• [Task statement]: Could you output each line of the data that follows exactly?

• [Information]:
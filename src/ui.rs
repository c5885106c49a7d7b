// UI layer: provides a simple interactive menu using `dialoguer`.
// The functions are small and synchronous to make the flow easy to follow.

use crate::api::ImageClassifier;
use crate::input::ImageSource;
use crate::pipeline;
use crate::present::print_predictions;
use anyhow::Result;
use crossterm::style::Stylize;
use dialoguer::{Input, Select};
use indicatif::{ProgressBar, ProgressStyle};
use reqwest::blocking::Client;
use std::io::{self, Write};
use std::path::PathBuf;
use std::time::Duration;

pub const TITLE: &str = "Dog Breed Prediction App";

/// Main interactive menu. Runs a select loop until the user chooses
/// "Exit"; every pass is an independent interaction.
///
/// Note: `Select::interact()` is keyboard-driven: you can use arrow keys
/// and Enter to choose an option.
pub fn main_menu(http: &Client, classifier: &dyn ImageClassifier) -> Result<()> {
    println!("{}", TITLE.bold());
    loop {
        let items = vec!["Upload Image", "Image URL", "Exit"];
        let selection = Select::new()
            .with_prompt("Choose Input Option")
            .items(&items)
            .default(0)
            .interact()?;
        let source = match selection {
            0 => {
                let path: String = Input::new()
                    .with_prompt("Choose an image (jpg, jpeg, png)")
                    .interact_text()?;
                ImageSource::Upload(PathBuf::from(path.trim()))
            }
            1 => {
                let url: String = Input::new().with_prompt("Enter Image URL").interact_text()?;
                ImageSource::Url(url.trim().to_string())
            }
            _ => break,
        };
        // Errors are reported and the menu continues.
        let mut stdout = io::stdout();
        if !classify_and_show(&mut stdout, &source, http, classifier)? {
            tracing::debug!("interaction ended without predictions");
        }
    }
    Ok(())
}

/// Run one interaction and write the preview, then the predictions or the
/// error. The preview is written as soon as the image is loaded, so it is
/// shown even when classification fails. Returns whether predictions were
/// shown.
pub fn classify_and_show<W: Write>(
    out: &mut W,
    source: &ImageSource,
    http: &Client,
    classifier: &dyn ImageClassifier,
) -> Result<bool> {
    let spinner = start_spinner("Loading image...")?;
    let acquired = pipeline::acquire(source, http);
    spinner.finish_and_clear();

    let (input, preview) = match acquired {
        Ok(pair) => pair,
        Err(e) => {
            writeln!(out, "{}", e.to_string().red())?;
            return Ok(false);
        }
    };
    writeln!(out, "{}", preview.to_string().dim())?;

    let spinner = start_spinner("Classifying...")?;
    let result = pipeline::classify(&input, classifier);
    spinner.finish_and_clear();

    match result {
        Ok(predictions) => {
            print_predictions(out, &predictions)?;
            Ok(true)
        }
        Err(e) => {
            tracing::error!(error = %e, "classification failed");
            writeln!(out, "{}", e.to_string().red())?;
            Ok(false)
        }
    }
}

fn start_spinner(message: &'static str) -> Result<ProgressBar> {
    let spinner = ProgressBar::new_spinner();
    spinner.set_style(ProgressStyle::with_template("{spinner} {msg}")?);
    spinner.set_message(message);
    spinner.enable_steady_tick(Duration::from_millis(80));
    Ok(spinner)
}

• [Response]:
filename src/ui.rs
repository c5885106c49a7d7b
// UI layer: provides a simple interactive menu using `dialoguer`.
// The functions are small and synchronous to make the flow easy to follow.

use crate::api::ImageClassifier;
use crate::input::ImageSource;
use crate::pipeline;
use crate::present::print_predictions;
use anyhow::Result;
use crossterm::style::Stylize;
use dialoguer::{Input, Select};
use indicatif::{ProgressBar, ProgressStyle};
use reqwest::blocking::Client;
use std::io::{self, Write};
use std::path::PathBuf;
use std::time::Duration;

pub const TITLE: &str = "Dog Breed Prediction App";

/// Main interactive menu. Runs a select loop until the user chooses
/// "Exit"; every pass is an independent interaction.
///
/// Note: `Select::interact()` is keyboard-driven: you can use arrow keys
/// and Enter to choose an option.
pub fn main_menu(http: &Client, classifier: &dyn ImageClassifier) -> Result<()> {
    println!("{}", TITLE.bold());
    loop {
        let items = vec!["Upload Image", "Image URL", "Exit"];
        let selection = Select::new()
            .with_prompt("Choose Input Option")
            .items(&items)
            .default(0)
            .interact()?;
        let source = match selection {
            0 => {
                let path: String = Input::new()
                    .with_prompt("Choose an image (jpg, jpeg, png)")
                    .interact_text()?;
                ImageSource::Upload(PathBuf::from(path.trim()))
            }
            1 => {
                let url: String = Input::new().with_prompt("Enter Image URL").interact_text()?;
                ImageSource::Url(url.trim().to_string())
            }
            _ => break,
        };
        // Errors are reported and the menu continues.
        let mut stdout = io::stdout();
        if !classify_and_show(&mut stdout, &source, http, classifier)? {
            tracing::debug!("interaction ended without predictions");
        }
    }
    Ok(())
}

/// Run one interaction and write the preview, then the predictions or the
/// error. The preview is written as soon as the image is loaded, so it is
/// shown even when classification fails. Returns whether predictions were
/// shown.
pub fn classify_and_show<W: Write>(
    out: &mut W,
    source: &ImageSource,
    http: &Client,
    classifier: &dyn ImageClassifier,
) -> Result<bool> {
    let spinner = start_spinner("Loading image...")?;
    let acquired = pipeline::acquire(source, http);
    spinner.finish_and_clear();

    let (input, preview) = match acquired {
        Ok(pair) => pair,
        Err(e) => {
            writeln!(out, "{}", e.to_string().red())?;
            return Ok(false);
        }
    };
    writeln!(out, "{}", preview.to_string().dim())?;

    let spinner = start_spinner("Classifying...")?;
    let result = pipeline::classify(&input, classifier);
    spinner.finish_and_clear();

    match result {
        Ok(predictions) => {
            print_predictions(out, &predictions)?;
            Ok(true)
        }
        Err(e) => {
            tracing::error!(error = %e, "classification failed");
            writeln!(out, "{}", e.to_string().red())?;
            Ok(false)
        }
    }
}

fn start_spinner(message: &'static str) -> Result<ProgressBar> {
    let spinner = ProgressBar::new_spinner();
    spinner.set_style(ProgressStyle::with_template("{spinner} {msg}")?);
    spinner.set_message(message);
    spinner.enable_steady_tick(Duration::from_millis(80));
    Ok(spinner)
}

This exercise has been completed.